#### [Exercise instructions]
Give the number of lines in the records below that contain the word "anyhow". State only that number.

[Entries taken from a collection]
★ ★ ★

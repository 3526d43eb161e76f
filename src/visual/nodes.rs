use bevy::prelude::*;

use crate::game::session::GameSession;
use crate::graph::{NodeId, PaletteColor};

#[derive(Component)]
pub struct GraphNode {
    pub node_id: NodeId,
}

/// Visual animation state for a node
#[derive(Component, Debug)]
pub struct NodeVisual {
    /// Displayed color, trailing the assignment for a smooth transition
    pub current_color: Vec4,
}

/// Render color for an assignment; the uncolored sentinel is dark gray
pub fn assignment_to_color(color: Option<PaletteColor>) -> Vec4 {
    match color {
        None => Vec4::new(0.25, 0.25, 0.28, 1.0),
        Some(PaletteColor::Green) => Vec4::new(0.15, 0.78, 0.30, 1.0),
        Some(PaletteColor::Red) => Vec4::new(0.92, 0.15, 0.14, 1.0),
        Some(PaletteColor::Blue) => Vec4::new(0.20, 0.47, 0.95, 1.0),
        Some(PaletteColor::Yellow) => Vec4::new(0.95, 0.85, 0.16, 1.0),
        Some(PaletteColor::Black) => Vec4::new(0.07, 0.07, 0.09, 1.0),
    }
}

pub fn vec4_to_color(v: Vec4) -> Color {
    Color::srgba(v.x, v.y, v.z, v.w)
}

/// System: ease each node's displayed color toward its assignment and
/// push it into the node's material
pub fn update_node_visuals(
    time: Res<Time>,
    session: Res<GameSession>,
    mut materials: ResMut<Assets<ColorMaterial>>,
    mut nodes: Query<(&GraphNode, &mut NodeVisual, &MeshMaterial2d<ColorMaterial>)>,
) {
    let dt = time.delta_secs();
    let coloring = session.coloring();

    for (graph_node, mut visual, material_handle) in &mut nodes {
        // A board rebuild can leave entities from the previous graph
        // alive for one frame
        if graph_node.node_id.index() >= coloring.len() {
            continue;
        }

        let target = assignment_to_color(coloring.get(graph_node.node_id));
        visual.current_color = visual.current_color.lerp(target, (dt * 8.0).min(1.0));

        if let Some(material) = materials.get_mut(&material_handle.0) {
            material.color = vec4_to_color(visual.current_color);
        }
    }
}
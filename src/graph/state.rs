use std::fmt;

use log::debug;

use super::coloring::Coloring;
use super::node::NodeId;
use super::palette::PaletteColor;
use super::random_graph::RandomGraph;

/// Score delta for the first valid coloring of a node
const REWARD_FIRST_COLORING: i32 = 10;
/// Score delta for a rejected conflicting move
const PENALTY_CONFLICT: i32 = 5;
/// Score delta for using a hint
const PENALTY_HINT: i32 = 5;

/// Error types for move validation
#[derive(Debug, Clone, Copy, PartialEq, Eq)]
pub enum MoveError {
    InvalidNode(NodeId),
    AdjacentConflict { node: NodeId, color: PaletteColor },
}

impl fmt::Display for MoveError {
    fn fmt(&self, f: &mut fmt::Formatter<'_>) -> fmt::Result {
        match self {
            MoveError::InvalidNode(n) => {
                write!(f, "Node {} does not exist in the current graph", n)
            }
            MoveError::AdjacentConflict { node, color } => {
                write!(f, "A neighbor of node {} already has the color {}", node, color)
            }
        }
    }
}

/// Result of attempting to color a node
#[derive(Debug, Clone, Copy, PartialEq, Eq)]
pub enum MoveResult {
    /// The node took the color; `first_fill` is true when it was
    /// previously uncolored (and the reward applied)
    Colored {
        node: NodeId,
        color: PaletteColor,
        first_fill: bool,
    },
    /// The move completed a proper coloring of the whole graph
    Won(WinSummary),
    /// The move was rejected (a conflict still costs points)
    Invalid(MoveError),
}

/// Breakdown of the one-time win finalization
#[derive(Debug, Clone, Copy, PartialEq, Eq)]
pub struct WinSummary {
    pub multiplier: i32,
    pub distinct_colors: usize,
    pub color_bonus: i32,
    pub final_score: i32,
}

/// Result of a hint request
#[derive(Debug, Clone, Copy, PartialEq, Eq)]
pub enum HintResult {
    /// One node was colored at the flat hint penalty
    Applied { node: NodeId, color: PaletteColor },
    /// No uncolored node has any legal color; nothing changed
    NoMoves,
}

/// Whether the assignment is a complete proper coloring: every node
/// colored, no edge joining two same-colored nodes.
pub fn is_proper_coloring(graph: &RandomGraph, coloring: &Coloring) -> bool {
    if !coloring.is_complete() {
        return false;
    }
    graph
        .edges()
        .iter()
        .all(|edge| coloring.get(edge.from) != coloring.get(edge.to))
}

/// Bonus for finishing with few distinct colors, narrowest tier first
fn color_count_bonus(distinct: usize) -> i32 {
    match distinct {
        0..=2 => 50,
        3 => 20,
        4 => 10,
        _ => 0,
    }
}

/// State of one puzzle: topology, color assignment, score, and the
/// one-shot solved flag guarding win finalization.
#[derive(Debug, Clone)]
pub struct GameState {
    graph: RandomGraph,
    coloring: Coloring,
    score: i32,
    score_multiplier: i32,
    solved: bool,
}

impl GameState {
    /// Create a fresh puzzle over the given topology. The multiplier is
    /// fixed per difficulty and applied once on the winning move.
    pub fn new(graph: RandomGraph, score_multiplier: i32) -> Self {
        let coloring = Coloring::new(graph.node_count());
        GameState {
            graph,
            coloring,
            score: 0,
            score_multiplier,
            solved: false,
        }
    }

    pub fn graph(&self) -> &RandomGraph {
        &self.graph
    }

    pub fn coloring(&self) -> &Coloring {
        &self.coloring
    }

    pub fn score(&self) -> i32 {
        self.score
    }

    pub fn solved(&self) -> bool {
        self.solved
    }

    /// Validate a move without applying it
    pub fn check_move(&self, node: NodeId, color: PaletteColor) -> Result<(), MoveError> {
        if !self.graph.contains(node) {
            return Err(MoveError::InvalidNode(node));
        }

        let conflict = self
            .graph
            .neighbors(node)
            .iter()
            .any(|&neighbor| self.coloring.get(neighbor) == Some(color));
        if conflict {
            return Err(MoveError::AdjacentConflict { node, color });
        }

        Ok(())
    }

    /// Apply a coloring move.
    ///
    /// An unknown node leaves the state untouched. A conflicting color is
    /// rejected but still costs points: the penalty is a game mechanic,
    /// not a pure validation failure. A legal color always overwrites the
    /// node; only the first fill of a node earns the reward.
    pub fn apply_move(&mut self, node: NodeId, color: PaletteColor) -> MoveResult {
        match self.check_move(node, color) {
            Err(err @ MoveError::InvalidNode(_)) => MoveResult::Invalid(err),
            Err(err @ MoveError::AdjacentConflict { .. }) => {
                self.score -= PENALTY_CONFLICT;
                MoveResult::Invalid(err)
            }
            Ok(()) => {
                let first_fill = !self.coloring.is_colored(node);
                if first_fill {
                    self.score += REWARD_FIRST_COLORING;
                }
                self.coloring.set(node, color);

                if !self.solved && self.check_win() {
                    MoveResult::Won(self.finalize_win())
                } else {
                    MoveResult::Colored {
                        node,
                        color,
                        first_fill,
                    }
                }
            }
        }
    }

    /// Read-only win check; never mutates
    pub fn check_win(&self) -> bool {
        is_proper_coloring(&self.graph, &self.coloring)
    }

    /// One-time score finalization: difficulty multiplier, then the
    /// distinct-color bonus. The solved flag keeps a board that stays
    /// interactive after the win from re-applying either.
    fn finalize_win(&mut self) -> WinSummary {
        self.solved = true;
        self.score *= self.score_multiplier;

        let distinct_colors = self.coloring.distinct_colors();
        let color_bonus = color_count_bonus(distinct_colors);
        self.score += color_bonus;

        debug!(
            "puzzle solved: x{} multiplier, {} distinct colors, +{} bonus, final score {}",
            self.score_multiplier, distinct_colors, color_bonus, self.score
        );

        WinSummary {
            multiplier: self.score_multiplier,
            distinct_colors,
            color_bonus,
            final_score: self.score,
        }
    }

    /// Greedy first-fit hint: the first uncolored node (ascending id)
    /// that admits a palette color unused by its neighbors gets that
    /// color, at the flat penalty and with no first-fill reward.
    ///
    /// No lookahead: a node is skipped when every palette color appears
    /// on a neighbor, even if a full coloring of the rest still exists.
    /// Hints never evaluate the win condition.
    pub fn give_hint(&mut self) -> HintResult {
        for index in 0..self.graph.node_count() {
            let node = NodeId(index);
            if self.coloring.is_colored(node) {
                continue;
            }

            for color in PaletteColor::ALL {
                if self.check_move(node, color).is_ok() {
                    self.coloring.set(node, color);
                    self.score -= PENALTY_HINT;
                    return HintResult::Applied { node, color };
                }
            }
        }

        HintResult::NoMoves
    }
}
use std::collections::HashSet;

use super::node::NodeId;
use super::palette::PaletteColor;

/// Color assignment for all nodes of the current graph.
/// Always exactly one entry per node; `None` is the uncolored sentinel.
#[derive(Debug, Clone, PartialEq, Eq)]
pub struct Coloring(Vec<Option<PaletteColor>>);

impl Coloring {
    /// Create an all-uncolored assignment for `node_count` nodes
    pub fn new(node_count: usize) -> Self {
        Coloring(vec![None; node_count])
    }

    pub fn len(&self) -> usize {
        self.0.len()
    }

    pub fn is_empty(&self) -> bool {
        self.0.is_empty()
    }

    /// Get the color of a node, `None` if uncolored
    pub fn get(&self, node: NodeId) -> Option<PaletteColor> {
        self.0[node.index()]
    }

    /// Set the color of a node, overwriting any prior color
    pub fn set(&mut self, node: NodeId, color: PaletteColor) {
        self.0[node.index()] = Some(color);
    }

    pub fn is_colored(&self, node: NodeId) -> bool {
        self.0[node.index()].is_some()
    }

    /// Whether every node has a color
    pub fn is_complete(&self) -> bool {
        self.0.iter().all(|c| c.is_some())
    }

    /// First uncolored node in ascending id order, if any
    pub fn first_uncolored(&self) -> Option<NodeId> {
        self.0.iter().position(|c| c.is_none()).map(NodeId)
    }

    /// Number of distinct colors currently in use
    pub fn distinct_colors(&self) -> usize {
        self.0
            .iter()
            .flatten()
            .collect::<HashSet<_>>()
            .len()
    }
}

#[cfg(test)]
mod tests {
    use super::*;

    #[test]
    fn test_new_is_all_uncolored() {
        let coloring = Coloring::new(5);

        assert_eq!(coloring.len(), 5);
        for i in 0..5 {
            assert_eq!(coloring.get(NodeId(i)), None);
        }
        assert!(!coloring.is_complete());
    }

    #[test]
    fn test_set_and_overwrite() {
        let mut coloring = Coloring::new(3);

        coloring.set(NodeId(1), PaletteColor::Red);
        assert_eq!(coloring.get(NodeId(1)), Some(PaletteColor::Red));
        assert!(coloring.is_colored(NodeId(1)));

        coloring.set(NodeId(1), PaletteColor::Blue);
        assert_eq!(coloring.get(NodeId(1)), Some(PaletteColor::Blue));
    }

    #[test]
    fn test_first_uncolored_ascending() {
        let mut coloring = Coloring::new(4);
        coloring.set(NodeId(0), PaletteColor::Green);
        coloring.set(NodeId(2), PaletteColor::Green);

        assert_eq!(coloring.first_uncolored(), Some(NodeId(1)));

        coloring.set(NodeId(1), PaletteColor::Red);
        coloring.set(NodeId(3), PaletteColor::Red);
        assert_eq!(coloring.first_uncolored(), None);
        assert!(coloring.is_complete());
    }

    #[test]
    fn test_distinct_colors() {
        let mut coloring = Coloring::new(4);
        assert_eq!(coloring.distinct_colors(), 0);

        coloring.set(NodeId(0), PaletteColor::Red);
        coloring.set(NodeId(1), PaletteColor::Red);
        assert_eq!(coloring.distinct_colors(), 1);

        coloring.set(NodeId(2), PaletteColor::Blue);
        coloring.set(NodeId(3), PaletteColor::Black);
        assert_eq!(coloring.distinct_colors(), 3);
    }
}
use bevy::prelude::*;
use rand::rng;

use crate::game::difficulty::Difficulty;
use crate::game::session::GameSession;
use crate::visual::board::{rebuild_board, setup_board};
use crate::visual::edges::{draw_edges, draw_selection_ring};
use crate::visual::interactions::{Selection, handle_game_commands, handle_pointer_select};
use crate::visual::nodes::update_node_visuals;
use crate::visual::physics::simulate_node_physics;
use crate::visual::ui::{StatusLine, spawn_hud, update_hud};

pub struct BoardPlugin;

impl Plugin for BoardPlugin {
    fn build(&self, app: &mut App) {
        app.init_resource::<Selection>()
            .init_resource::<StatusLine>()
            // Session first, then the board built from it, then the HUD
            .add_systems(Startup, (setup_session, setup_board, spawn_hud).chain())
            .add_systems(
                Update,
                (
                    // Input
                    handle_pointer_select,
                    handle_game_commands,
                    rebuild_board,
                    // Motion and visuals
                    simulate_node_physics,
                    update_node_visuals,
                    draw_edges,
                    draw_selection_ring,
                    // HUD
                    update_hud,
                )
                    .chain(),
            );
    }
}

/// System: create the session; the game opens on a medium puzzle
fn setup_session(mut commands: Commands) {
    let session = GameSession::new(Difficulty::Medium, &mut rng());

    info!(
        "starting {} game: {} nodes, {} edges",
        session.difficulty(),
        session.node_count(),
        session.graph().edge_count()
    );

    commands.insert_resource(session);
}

★ ★ ★

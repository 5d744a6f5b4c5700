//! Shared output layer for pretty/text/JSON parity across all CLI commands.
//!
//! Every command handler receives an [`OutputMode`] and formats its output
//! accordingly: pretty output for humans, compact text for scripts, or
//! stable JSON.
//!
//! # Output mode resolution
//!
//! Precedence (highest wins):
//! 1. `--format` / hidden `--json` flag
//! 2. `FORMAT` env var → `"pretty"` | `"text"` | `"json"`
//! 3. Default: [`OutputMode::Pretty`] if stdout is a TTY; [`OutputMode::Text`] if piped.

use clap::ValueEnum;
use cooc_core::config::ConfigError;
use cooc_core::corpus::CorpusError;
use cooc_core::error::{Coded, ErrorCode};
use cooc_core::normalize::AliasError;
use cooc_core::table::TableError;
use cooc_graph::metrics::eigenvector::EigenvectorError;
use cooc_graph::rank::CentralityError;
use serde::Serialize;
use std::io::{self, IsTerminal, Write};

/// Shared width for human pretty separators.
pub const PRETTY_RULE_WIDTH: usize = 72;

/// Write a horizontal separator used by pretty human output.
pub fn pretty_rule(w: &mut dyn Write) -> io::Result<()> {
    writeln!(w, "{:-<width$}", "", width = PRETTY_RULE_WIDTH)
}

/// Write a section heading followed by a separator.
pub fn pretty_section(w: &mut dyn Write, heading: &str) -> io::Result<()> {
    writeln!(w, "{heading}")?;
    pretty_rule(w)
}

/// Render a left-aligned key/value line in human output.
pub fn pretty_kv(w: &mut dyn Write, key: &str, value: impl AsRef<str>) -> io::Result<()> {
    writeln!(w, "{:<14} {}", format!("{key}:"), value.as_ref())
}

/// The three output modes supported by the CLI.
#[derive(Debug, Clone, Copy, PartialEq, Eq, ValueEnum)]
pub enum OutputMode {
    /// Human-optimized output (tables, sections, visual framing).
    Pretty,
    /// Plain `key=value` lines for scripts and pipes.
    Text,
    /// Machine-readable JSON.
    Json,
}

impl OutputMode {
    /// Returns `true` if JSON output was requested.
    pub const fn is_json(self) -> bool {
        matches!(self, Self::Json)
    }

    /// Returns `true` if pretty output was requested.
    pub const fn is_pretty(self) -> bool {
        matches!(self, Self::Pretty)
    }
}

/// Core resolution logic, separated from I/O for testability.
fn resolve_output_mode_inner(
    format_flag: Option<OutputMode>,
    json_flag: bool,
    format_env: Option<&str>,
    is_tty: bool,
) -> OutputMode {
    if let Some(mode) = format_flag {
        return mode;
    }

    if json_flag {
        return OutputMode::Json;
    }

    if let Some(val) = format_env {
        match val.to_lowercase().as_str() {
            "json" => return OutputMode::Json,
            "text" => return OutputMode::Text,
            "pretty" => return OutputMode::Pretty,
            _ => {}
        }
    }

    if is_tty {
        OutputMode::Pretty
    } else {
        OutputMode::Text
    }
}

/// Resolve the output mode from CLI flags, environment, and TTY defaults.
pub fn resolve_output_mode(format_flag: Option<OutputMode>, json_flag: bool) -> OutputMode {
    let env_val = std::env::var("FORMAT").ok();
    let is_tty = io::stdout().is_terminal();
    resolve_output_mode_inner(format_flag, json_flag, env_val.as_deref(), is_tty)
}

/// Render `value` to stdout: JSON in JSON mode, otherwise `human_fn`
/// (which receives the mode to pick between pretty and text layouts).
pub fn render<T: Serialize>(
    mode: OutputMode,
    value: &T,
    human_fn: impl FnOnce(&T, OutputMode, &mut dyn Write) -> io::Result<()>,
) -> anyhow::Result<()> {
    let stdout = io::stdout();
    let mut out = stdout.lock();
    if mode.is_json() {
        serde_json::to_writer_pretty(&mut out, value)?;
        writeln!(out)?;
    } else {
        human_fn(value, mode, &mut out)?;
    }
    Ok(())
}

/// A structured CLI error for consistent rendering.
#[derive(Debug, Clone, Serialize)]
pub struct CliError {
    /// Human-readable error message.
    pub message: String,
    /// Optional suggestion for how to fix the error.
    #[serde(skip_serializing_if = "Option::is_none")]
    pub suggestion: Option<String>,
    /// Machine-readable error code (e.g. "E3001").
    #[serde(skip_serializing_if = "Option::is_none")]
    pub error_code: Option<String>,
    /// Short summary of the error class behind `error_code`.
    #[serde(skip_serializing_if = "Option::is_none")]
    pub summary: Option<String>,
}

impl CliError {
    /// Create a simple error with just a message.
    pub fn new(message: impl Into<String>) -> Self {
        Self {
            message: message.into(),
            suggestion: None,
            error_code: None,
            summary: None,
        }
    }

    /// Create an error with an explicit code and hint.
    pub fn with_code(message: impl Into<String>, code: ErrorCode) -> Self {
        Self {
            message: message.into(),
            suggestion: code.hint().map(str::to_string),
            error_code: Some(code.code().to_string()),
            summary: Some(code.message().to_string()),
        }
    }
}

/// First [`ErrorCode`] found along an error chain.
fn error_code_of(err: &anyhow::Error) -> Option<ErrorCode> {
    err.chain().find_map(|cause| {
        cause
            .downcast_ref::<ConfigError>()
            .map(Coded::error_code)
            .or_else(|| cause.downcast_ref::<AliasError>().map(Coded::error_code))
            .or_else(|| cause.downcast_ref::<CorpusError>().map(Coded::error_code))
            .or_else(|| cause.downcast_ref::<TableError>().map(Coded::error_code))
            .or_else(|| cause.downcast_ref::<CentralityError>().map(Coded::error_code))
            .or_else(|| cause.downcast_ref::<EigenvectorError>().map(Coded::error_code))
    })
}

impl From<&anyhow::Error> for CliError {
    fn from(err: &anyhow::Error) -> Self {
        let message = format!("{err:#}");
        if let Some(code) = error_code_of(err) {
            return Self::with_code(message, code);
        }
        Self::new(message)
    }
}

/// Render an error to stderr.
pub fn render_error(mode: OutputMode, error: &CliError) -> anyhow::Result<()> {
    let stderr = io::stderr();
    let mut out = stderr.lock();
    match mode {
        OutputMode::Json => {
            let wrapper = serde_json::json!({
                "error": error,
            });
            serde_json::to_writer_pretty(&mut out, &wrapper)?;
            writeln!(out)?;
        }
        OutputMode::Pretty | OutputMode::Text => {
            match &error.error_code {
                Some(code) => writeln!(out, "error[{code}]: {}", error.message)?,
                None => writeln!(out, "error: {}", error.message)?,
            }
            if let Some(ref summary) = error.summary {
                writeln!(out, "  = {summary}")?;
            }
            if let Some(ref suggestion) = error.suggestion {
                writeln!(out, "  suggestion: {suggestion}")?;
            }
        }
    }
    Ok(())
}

★ ★ ★

#### [Finished task]
5